North Korea wants to be accepted as a nuclear weapons state, a goal they’ve pursued for the last twenty-six years of failed negotiations.  Eventually, the leadership in Pyongyang thinks they’ll accomplish this goal, despite the U.S. and others demanding complete denuclearization.  But despite our efforts, North Korea has progressed exponentially with its nuclear and missile programs, defying international sanctions. North Korea is playing the long game, convinced we’ll eventually cave, as we did with Pakistan, and accept them as a nuclear weapons state, which would be a monumental strategic mistake.


North Korea with nuclear weapons would be a nuclear proliferation threat to the region, with other countries, like South Korea and Japan, seeking their own nuclear weapons for deterrence purposes, despite U.S. extended nuclear deterrence assurances.
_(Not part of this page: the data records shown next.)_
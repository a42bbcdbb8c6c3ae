//! Display formatting for the numeric fields of a media info document.

/// Shown when a video carries no usable duration.
pub const UNKNOWN_DURATION: &str = "Unknown";

/// Formats whole seconds as `h:mm:ss`, or `m:ss` when under an hour.
pub fn format_duration(seconds: Option<u64>) -> String {
    let seconds = match seconds {
        Some(s) if s > 0 => s,
        _ => return UNKNOWN_DURATION.to_string(),
    };
    let (minutes, secs) = (seconds / 60, seconds % 60);
    let (hours, minutes) = (minutes / 60, minutes % 60);
    if hours > 0 {
        format!("{hours}:{minutes:02}:{secs:02}")
    } else {
        format!("{minutes}:{secs:02}")
    }
}

/// Formats a view/like/comment count with a `K` or `M` suffix.
pub fn format_number(count: Option<u64>) -> String {
    match count {
        None | Some(0) => "0".to_string(),
        Some(n) if n >= 1_000_000 => format!("{:.1}M", n as f64 / 1_000_000.0),
        Some(n) if n >= 1_000 => format!("{:.1}K", n as f64 / 1_000.0),
        Some(n) => n.to_string(),
    }
}
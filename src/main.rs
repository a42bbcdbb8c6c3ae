//! YouTube audio/video downloader with a native egui window, driving yt-dlp.

// egui window and widgets
mod app;
// Hands background results to the UI thread
mod bridge;
mod config;
// Button presses to background operations
mod controller;
// yt-dlp collaborator
mod downloader;
mod errors;
mod format;
mod model;
// Progress line parsing and projection
mod progress;
mod runner;
mod state;
// Thumbnail fetching and decoding
mod thumbnail;

use std::sync::Arc;

use anyhow::Context as _;
use eframe::egui;
use once_cell::sync::OnceCell;
use tokio::runtime::Runtime;
use tracing::{info, warn};
use tracing_subscriber::EnvFilter;

use app::YtGrabApp;
use config::AppConfig;
use controller::Controller;
use downloader::{AudioSettings, YtDlp};
use runner::TaskRunner;
use state::AppState;
use thumbnail::{HttpThumbnails, ThumbnailLoader};

// Global Tokio runtime driving yt-dlp child processes
static RUNTIME: OnceCell<Runtime> = OnceCell::new();

fn init_tracing() {
    let filter = EnvFilter::try_from_default_env().unwrap_or_else(|_| EnvFilter::new("ytgrab=info"));
    tracing_subscriber::fmt().with_env_filter(filter).with_target(false).init();
}

fn main() -> anyhow::Result<()> {
    init_tracing();

    let config = AppConfig::load().unwrap_or_else(|err| {
        warn!(error = %err, "falling back to default configuration");
        AppConfig::default()
    });
    info!(download_dir = %config.download_dir.display(), ytdlp = %config.ytdlp_program.display(), "starting");

    let runtime = RUNTIME
        .get_or_try_init(Runtime::new)
        .context("failed to start the async runtime")?;
    let thumbnails = Arc::new(HttpThumbnails::new(config.thumbnail_size).context("failed to build HTTP client")?);
    let collaborator = Arc::new(YtDlp::new(
        config.ytdlp_program.clone(),
        config.ytdlp_args.clone(),
        runtime.handle().clone(),
    ));

    let options = eframe::NativeOptions {
        viewport: egui::ViewportBuilder::default()
            .with_title("YouTube Downloader")
            .with_inner_size([960.0, 680.0]),
        ..Default::default()
    };
    eframe::run_native(
        "YouTube Downloader",
        options,
        Box::new(move |cc| {
            // Wake the window whenever a background thread posts something.
            let repaint = cc.egui_ctx.clone();
            let (dispatcher, queue) = bridge::channel::<AppState>();
            let runner = TaskRunner::new(dispatcher.with_waker(move || repaint.request_repaint()));
            let controller = Controller::new(
                collaborator,
                runner.clone(),
                ThumbnailLoader::new(runner, thumbnails),
                config.download_dir.clone(),
                AudioSettings {
                    codec: config.audio_codec.clone(),
                    quality: config.audio_quality.clone(),
                },
            );
            Box::new(YtGrabApp::new(&cc.egui_ctx, &config, controller, queue))
        }),
    )
    .map_err(|err| anyhow::anyhow!("window closed with an error: {err}"))
}
//! Everything the window shows. Only mutated on the UI thread.

use eframe::egui::ColorImage;

use crate::model::MediaInfo;
use crate::progress::ProgressEvent;

/// The two user actions that run in the background.
#[derive(Debug, Clone, Copy, PartialEq, Eq)]
pub enum ActionKind {
    Fetch,
    Download,
}

/// Which action buttons currently accept clicks.
#[derive(Debug, Clone, Copy, Default, PartialEq, Eq)]
pub struct Enablement {
    fetch_in_flight: bool,
    download_in_flight: bool,
}

impl Enablement {
    fn slot(&mut self, kind: ActionKind) -> &mut bool {
        match kind {
            ActionKind::Fetch => &mut self.fetch_in_flight,
            ActionKind::Download => &mut self.download_in_flight,
        }
    }

    /// Claims the action. Returns `false` if one is already in flight.
    pub fn try_begin(&mut self, kind: ActionKind) -> bool {
        let slot = self.slot(kind);
        if *slot {
            return false;
        }
        *slot = true;
        true
    }

    pub fn finish(&mut self, kind: ActionKind) {
        *self.slot(kind) = false;
    }

    pub fn is_enabled(&self, kind: ActionKind) -> bool {
        match kind {
            ActionKind::Fetch => !self.fetch_in_flight,
            ActionKind::Download => !self.download_in_flight,
        }
    }
}

/// Progress bar contents for the current download.
#[derive(Debug, Clone, PartialEq)]
pub struct ProgressView {
    pub percent: f32,
    pub speed: String,
    pub eta: String,
}

impl Default for ProgressView {
    fn default() -> Self {
        Self {
            percent: 0.0,
            speed: "--".to_string(),
            eta: "--".to_string(),
        }
    }
}

impl ProgressView {
    pub fn reset(&mut self) {
        *self = Self::default();
    }

    /// The percentage never moves backwards within one operation.
    pub fn apply(&mut self, event: &ProgressEvent) {
        if event.terminal {
            self.percent = 100.0;
        } else if event.percent > self.percent {
            self.percent = event.percent;
        }
        self.speed = event.speed.clone().unwrap_or_else(|| "--".to_string());
        self.eta = event.eta.clone().unwrap_or_else(|| "--".to_string());
    }
}

#[derive(Default)]
pub enum ThumbnailSlot {
    #[default]
    Empty,
    Loading,
    /// Decoded but not yet uploaded as a texture
    Decoded(ColorImage),
    Displayed,
    Unavailable(&'static str),
}

/// Thumbnail area. The generation guards against a slow fetch for an older
/// video landing after a newer one.
#[derive(Default)]
pub struct ThumbnailView {
    generation: u64,
    pub slot: ThumbnailSlot,
}

impl ThumbnailView {
    /// Starts a new thumbnail and returns its generation.
    pub fn begin(&mut self, slot: ThumbnailSlot) -> u64 {
        self.generation += 1;
        self.slot = slot;
        self.generation
    }

    /// Stores a result unless a newer thumbnail was started since.
    pub fn resolve(&mut self, generation: u64, slot: ThumbnailSlot) -> bool {
        if generation != self.generation {
            return false;
        }
        self.slot = slot;
        true
    }

    /// Hands a freshly decoded image to the renderer exactly once.
    pub fn take_decoded(&mut self) -> Option<ColorImage> {
        match std::mem::replace(&mut self.slot, ThumbnailSlot::Displayed) {
            ThumbnailSlot::Decoded(image) => Some(image),
            other => {
                self.slot = other;
                None
            }
        }
    }
}

#[derive(Default)]
pub struct AppState {
    /// Last successfully fetched or downloaded media; failures keep it
    pub info: Option<MediaInfo>,
    pub thumbnail: ThumbnailView,
    pub progress: ProgressView,
    pub log: Vec<String>,
    pub enablement: Enablement,
    /// Shown as a blocking dialog until dismissed
    pub modal_error: Option<String>,
}

impl AppState {
    /// Buttons, text fields and shortcuts stay inert while the error dialog is open.
    pub fn accepts_input(&self) -> bool {
        self.modal_error.is_none()
    }

    pub fn log_status(&mut self, msg: impl Into<String>) {
        self.log.push(msg.into());
    }

    pub fn log_success(&mut self, msg: impl std::fmt::Display) {
        self.log.push(format!("✅ {msg}"));
    }

    pub fn log_failure(&mut self, msg: impl std::fmt::Display) {
        self.log.push(format!("❌ {msg}"));
    }
}
use chrono::{DateTime, Utc};
use sr_common::EntryRequest;

use super::ShowResult;
use crate::error::{PlatformError, Result};

named_enum! {
    pub enum EntryStatus {
        Submitted,
        Accepted,
        Rejected,
    }
}

impl Default for EntryStatus {
    fn default() -> Self {
        Self::Submitted
    }
}

/// A horse entered into a class
#[derive(Debug, Clone, PartialEq)]
pub struct Entry {
    pub id: i64,
    pub entry_number: i32,
    pub submission_date: DateTime<Utc>,
    pub status: EntryStatus,
    pub user_model_object_id: i64,
    pub show_class_id: i64,
    /// Name of the entered horse, filled by joined reads
    pub horse_name: Option<String>,
    pub result: Option<ShowResult>,
    pub created_at: DateTime<Utc>,
    pub updated_at: Option<DateTime<Utc>>,
    pub is_deleted: bool,
}

impl Entry {
    pub fn new(entry_number: i32, user_model_object_id: i64, show_class_id: i64) -> Self {
        let now = Utc::now();
        Self {
            id: 0,
            entry_number,
            submission_date: now,
            status: EntryStatus::default(),
            user_model_object_id,
            show_class_id,
            horse_name: None,
            result: None,
            created_at: now,
            updated_at: None,
            is_deleted: false,
        }
    }

    pub fn from_request(req: &EntryRequest) -> Result<Self> {
        let mut entry = Entry::new(req.entry_number, req.user_model_object_id, req.show_class_id);
        entry.apply_request(req)?;
        Ok(entry)
    }

    pub fn apply_request(&mut self, req: &EntryRequest) -> Result<()> {
        if req.entry_number < 1 {
            return Err(PlatformError::validation("Entry number must be positive"));
        }
        if let Some(status) = req.status.as_deref() {
            self.status = status.parse()?;
        }
        if let Some(submitted) = req.submission_date {
            self.submission_date = submitted;
        }
        self.entry_number = req.entry_number;
        self.user_model_object_id = req.user_model_object_id;
        self.show_class_id = req.show_class_id;
        Ok(())
    }

    pub fn touch(&mut self) {
        self.updated_at = Some(Utc::now());
    }
}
Also, the possibility that a rogue state or terrorist organization will get its hands on a nuclear weapon or fissile material for a dirty bomb would become more of a reality.

Consider some of the facts. North Korea now has an arsenal of nuclear weapons, reportedly between twenty and sixty, using Plutonium and Highly Enriched Uranium, from fissile material produced at a number of undeclared sites in the North.  These nuclear weapons reportedly can be mated to a fleet of ballistic missiles, ranging from short and mid-range Scud and Nodong missiles capable of targeting Seoul and Tokyo, to Intercontinental Ballistic missiles (Hwasong 14 and 15) capable of reaching the whole of the U.S.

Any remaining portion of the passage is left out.